Now some would say in Washington, and have told me, not a problem because the case is yet to be resolved, but the point is that in Silicon Valley and in the world at large, it's hard to get venture capital if you're going to spend half of your venture loan on litigation and people are afraid to proceed on innovative measures. I recently met with a company in my district that is working on some, actually they were working on some technologies to stream the digital video from the desk, the desktop to the flat panel on the wall. Pretty soon even those of us who aren't rich are going to be able to buy flat panels and hang it on the wall. I think that'll be really cool except it's not going to work if we can't get the signals to the flat panel. They've had to stop that because that violates the DMCA as well and the question is why would we do that to ourselves and to society. In addition to the DMCA chilling innovations, there are things that, other things that are being chilled.

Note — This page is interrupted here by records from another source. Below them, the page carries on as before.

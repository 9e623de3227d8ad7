use std::collections::HashMap;
use std::sync::atomic::{AtomicUsize, Ordering};
use std::sync::Mutex;

use crate::text;

/// Download state of one page.
#[derive(Debug, Clone, Copy, PartialEq, Eq)]
pub enum PageState {
    None,
    Downloading,
    Finished,
    Failed,
}

/// Notification owed to listeners after a state transition. Fired by the
/// caller once the state lock has been released, so a re-entrant listener
/// can read the table again.
#[derive(Debug, Clone, PartialEq)]
pub(crate) enum PageEvent {
    Success(u32),
    Failure(u32, String),
}

struct PageTable {
    states: Vec<PageState>,
    /// Download progress per index; an entry exists only while Downloading.
    percent: HashMap<u32, f32>,
    /// Error message per index; an entry exists iff the page is Failed.
    errors: HashMap<u32, String>,
}

/// The per-index state table, published once the page count is known.
///
/// Every transition goes through [`PageStates::transition`], which keeps the
/// derived counters equal to the cardinalities they describe and the percent
/// and error maps consistent with the state array.
pub(crate) struct PageStates {
    table: Mutex<Option<PageTable>>,
    downloaded: AtomicUsize,
    finished: AtomicUsize,
}

impl PageStates {
    pub fn new() -> Self {
        PageStates {
            table: Mutex::new(None),
            downloaded: AtomicUsize::new(0),
            finished: AtomicUsize::new(0),
        }
    }

    pub fn publish(&self, pages: u32) {
        let mut table = self.table.lock().unwrap();
        *table = Some(PageTable {
            states: vec![PageState::None; pages as usize],
            percent: HashMap::new(),
            errors: HashMap::new(),
        });
    }

    pub fn published(&self) -> bool {
        self.table.lock().unwrap().is_some()
    }

    /// Page count, once published.
    pub fn pages(&self) -> Option<u32> {
        let table = self.table.lock().unwrap();
        table.as_ref().map(|t| t.states.len() as u32)
    }

    /// An unpublished table and an out-of-range index both read as `None`.
    pub fn get(&self, index: u32) -> PageState {
        let table = self.table.lock().unwrap();
        table
            .as_ref()
            .and_then(|t| t.states.get(index as usize).copied())
            .unwrap_or(PageState::None)
    }

    pub fn percent(&self, index: u32) -> Option<f32> {
        let table = self.table.lock().unwrap();
        table.as_ref().and_then(|t| t.percent.get(&index).copied())
    }

    pub fn error(&self, index: u32) -> Option<String> {
        let table = self.table.lock().unwrap();
        table.as_ref().and_then(|t| t.errors.get(&index).cloned())
    }

    /// Record streaming progress. Ignored unless the page is Downloading.
    pub fn update_percent(&self, index: u32, percent: f32) {
        let mut table = self.table.lock().unwrap();
        if let Some(table) = table.as_mut() {
            if table.states.get(index as usize) == Some(&PageState::Downloading) {
                table.percent.insert(index, percent);
            }
        }
    }

    /// Claim a page for download. Refused when another worker already owns
    /// it, or when the page is settled and the request is not forced. The
    /// guard and the transition share one critical section.
    pub fn begin_download(&self, index: u32, force: bool) -> bool {
        let mut table = self.table.lock().unwrap();
        let Some(table) = table.as_mut() else { return false };
        let Some(state) = table.states.get(index as usize).copied() else { return false };
        match state {
            PageState::Downloading => return false,
            PageState::Finished | PageState::Failed if !force => return false,
            _ => {}
        }
        self.transition_locked(table, index, PageState::Downloading, None);
        true
    }

    /// The single mutation helper. Returns the listener notification owed for
    /// this transition, if any.
    pub fn transition(
        &self,
        index: u32,
        state: PageState,
        error: Option<String>,
    ) -> Option<PageEvent> {
        let mut table = self.table.lock().unwrap();
        let table = table.as_mut()?;
        self.transition_locked(table, index, state, error)
    }

    fn transition_locked(
        &self,
        table: &mut PageTable,
        index: u32,
        state: PageState,
        error: Option<String>,
    ) -> Option<PageEvent> {
        let slot = table.states.get_mut(index as usize)?;
        let old = *slot;
        *slot = state;

        if old == PageState::None && state != PageState::None {
            self.downloaded.fetch_add(1, Ordering::SeqCst);
        } else if old != PageState::None && state == PageState::None {
            self.downloaded.fetch_sub(1, Ordering::SeqCst);
        }
        if old != PageState::Finished && state == PageState::Finished {
            self.finished.fetch_add(1, Ordering::SeqCst);
        } else if old == PageState::Finished && state != PageState::Finished {
            self.finished.fetch_sub(1, Ordering::SeqCst);
        }

        match state {
            PageState::None => {
                table.percent.remove(&index);
                table.errors.remove(&index);
                None
            }
            PageState::Downloading => {
                table.errors.remove(&index);
                None
            }
            PageState::Finished => {
                table.percent.remove(&index);
                table.errors.remove(&index);
                Some(PageEvent::Success(index))
            }
            PageState::Failed => {
                table.percent.remove(&index);
                let message = error.unwrap_or_else(|| text::ERROR_UNKNOWN.to_string());
                table.errors.insert(index, message.clone());
                Some(PageEvent::Failure(index, message))
            }
        }
    }

    /// Count of indices whose state is not `None`.
    pub fn downloaded_pages(&self) -> usize {
        self.downloaded.load(Ordering::SeqCst)
    }

    /// Count of indices whose state is `Finished`.
    pub fn finished_pages(&self) -> usize {
        self.finished.load(Ordering::SeqCst)
    }
}

#[cfg(test)]
mod test {
    use super::*;

    fn cardinalities(states: &PageStates) -> (usize, usize) {
        let pages = states.pages().unwrap();
        let all = (0..pages).map(|i| states.get(i)).collect::<Vec<_>>();
        (
            all.iter().filter(|s| **s != PageState::None).count(),
            all.iter().filter(|s| **s == PageState::Finished).count(),
        )
    }

    #[test]
    fn counters_track_cardinalities() {
        let states = PageStates::new();
        states.publish(5);

        let steps = [
            (0, PageState::Downloading),
            (1, PageState::Downloading),
            (0, PageState::Finished),
            (1, PageState::Failed),
            (1, PageState::Downloading),
            (1, PageState::Finished),
            (2, PageState::Downloading),
        ];
        for (index, state) in steps {
            states.transition(index, state, None);
            let (downloaded, finished) = cardinalities(&states);
            assert_eq!(states.downloaded_pages(), downloaded);
            assert_eq!(states.finished_pages(), finished);
        }
    }

    #[test]
    fn percent_only_while_downloading() {
        let states = PageStates::new();
        states.publish(3);

        states.update_percent(0, 0.5);
        assert_eq!(states.percent(0), None);

        states.transition(0, PageState::Downloading, None);
        states.update_percent(0, 0.5);
        assert_eq!(states.percent(0), Some(0.5));

        states.transition(0, PageState::Finished, None);
        assert_eq!(states.percent(0), None);
    }

    #[test]
    fn error_entry_iff_failed() {
        let states = PageStates::new();
        states.publish(3);

        let event = states.transition(1, PageState::Failed, Some("boom".to_string()));
        assert_eq!(event, Some(PageEvent::Failure(1, "boom".to_string())));
        assert_eq!(states.error(1), Some("boom".to_string()));

        states.transition(1, PageState::Downloading, None);
        assert_eq!(states.error(1), None);
    }

    #[test]
    fn failed_without_message_reads_unknown() {
        let states = PageStates::new();
        states.publish(1);
        states.transition(0, PageState::Failed, None);
        assert_eq!(states.error(0), Some(text::ERROR_UNKNOWN.to_string()));
    }

    #[test]
    fn begin_download_claims_exclusively() {
        let states = PageStates::new();
        states.publish(2);

        assert!(states.begin_download(0, false));
        // A second worker must not claim a page that is being downloaded.
        assert!(!states.begin_download(0, false));
        assert!(!states.begin_download(0, true));

        states.transition(0, PageState::Finished, None);
        assert!(!states.begin_download(0, false));
        assert!(states.begin_download(0, true));

        states.transition(1, PageState::Failed, Some("boom".to_string()));
        assert!(states.begin_download(1, true));
        assert_eq!(states.error(1), None);
    }

    #[test]
    fn unpublished_table_reads_none_state() {
        let states = PageStates::new();
        assert_eq!(states.get(3), PageState::None);
        assert!(states.transition(3, PageState::Finished, None).is_none());
        assert_eq!(states.finished_pages(), 0);
    }
}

Recently I met with another constituent who no longer is pursuing technology to screen songs over cell phones because of the difficulties and the litigations that would be the product of that innovation. In addition to the technology innovations that are being chilled, I think there are some other things that are just going to tick off consumers and I'm going to, this is quick, but I gave this to John Connors on the floor on Thursday. Dateline Detroit, February 24th. WDET 101.9 FM, it's Detroit public radio. They have had to suspend streaming their music program from their website because the RIAA says it violates the DMCA. The RIAA has established these rules: the station is not allowed to play more than two songs in a row by the same artist, not allowed to play more than four songs by the same artist within a three hour period and so WDET has just stopped streaming their show. Now how does that help advance the course of culture. John Connors read this on the floor while we were busily outlawing, actually making it a felony for scientists to conduct somatic cell nuclear transfer research and said, "My God, that's my town." Yes indeed. We need actually to address these issues and I think a small reflection on how the DMCA became adopted may help us understand the challenges that we face in making the changes.

I was sworn into Congress in January of 1995. As you recall that was the famous moment when Dick Gephardt handed the gavel to Newt Gingrich and it was contract with America time. Shut down the government. It was chaos, the revolutionaries were going to change the world and so we didn't have time for something as mundane as copyright in the 104th congress. But by the 105th congress, there was great concern on the part of, very large interest, I mean the movie business, the recording industries, they were at risk because of this digital revolution and they basically helped put together the outlines of the DMCA. Now I met with a brand new member of the Intellectual Property subcommittee and I looked at the bill and I saw some problems, but the bigger problem in retrospect that I see was on the committee I was the tech expert, I mean we're in trouble when that occurs. I'm a lawyer, not a techie, I mean I like to play with technology and try to understand it, so I did at least understand that one of the first drafts outlawed web-browsers and I remember calling John Quade, who was then general counsel of Yahoo, who I had met, and I said, John you need to pay attention to this bill because it outlaws web-browsing, and I think that would have an impact on Yahoo, but they were busy. I mean they were, you know, when I was elected Jerry Ying was still in a dorm room at Stanford, Mark Edgresen was in the mid-west, and so these were people who were building companies rapidly, they were on the cutting edge of technology, they were young and they didn't know Washington and they didn't think what Washington did really would matter to them.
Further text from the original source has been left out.